What you should do: Once the line with "pub enum InterruptReason" is found in the entries below, repeat it and each following line exactly, up to and including the line with "pub struct AttemptControl". Add no other lines.

Source records:
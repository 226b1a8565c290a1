use serde::{Deserialize, Serialize};
use std::sync::Arc;
use std::sync::atomic::{AtomicBool, Ordering};
use std::time::{Duration, Instant};

#[derive(Debug, Clone, Copy, PartialEq, Eq, Serialize, Deserialize)]
pub enum InterruptReason {
    Cancelled,
    DeadlineExceeded,
}

/// Cooperative cancellation for a single attempt.
///
/// The engine polls this between evolution iterations and between replicate runs. Clones share
/// the same cancellation flag, so a scheduler can keep one clone and hand another to the worker.
#[derive(Debug, Clone, Default)]
pub struct AttemptControl {
    cancelled: Arc<AtomicBool>,
    deadline: Option<Instant>,
}

impl AttemptControl {
    pub fn new() -> Self {
        Self::default()
    }

    pub fn with_deadline(mut self, deadline: Instant) -> Self {
        self.deadline = Some(deadline);
        self
    }

    pub fn with_timeout(self, budget: Duration) -> Self {
        self.with_deadline(Instant::now() + budget)
    }

    pub fn cancel(&self) {
        self.cancelled.store(true, Ordering::Relaxed);
    }

    pub fn is_cancelled(&self) -> bool {
        self.cancelled.load(Ordering::Relaxed)
    }

    pub fn interruption(&self) -> Option<InterruptReason> {
        if self.is_cancelled() {
            return Some(InterruptReason::Cancelled);
        }
        match self.deadline {
            Some(deadline) if Instant::now() >= deadline => Some(InterruptReason::DeadlineExceeded),
            _ => None,
        }
    }
}

#[cfg(test)]
mod tests {
    use super::*;

    #[test]
    fn fresh_control_is_not_interrupted() {
        assert_eq!(AttemptControl::new().interruption(), None);
    }

    #[test]
    fn cancellation_is_visible_through_clones() {
        let control = AttemptControl::new();
        let worker_view = control.clone();
        control.cancel();
        assert_eq!(worker_view.interruption(), Some(InterruptReason::Cancelled));
    }

    #[test]
    fn elapsed_deadline_interrupts() {
        let control = AttemptControl::new().with_timeout(Duration::ZERO);
        assert_eq!(
            control.interruption(),
            Some(InterruptReason::DeadlineExceeded)
        );
    }
}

Your solution:
pub enum InterruptReason {
    Cancelled,
    DeadlineExceeded,
}

/// Cooperative cancellation for a single attempt.
///
/// The engine polls this between evolution iterations and between replicate runs. Clones share
/// the same cancellation flag, so a scheduler can keep one clone and hand another to the worker.
#[derive(Debug, Clone, Default)]
pub struct AttemptControl {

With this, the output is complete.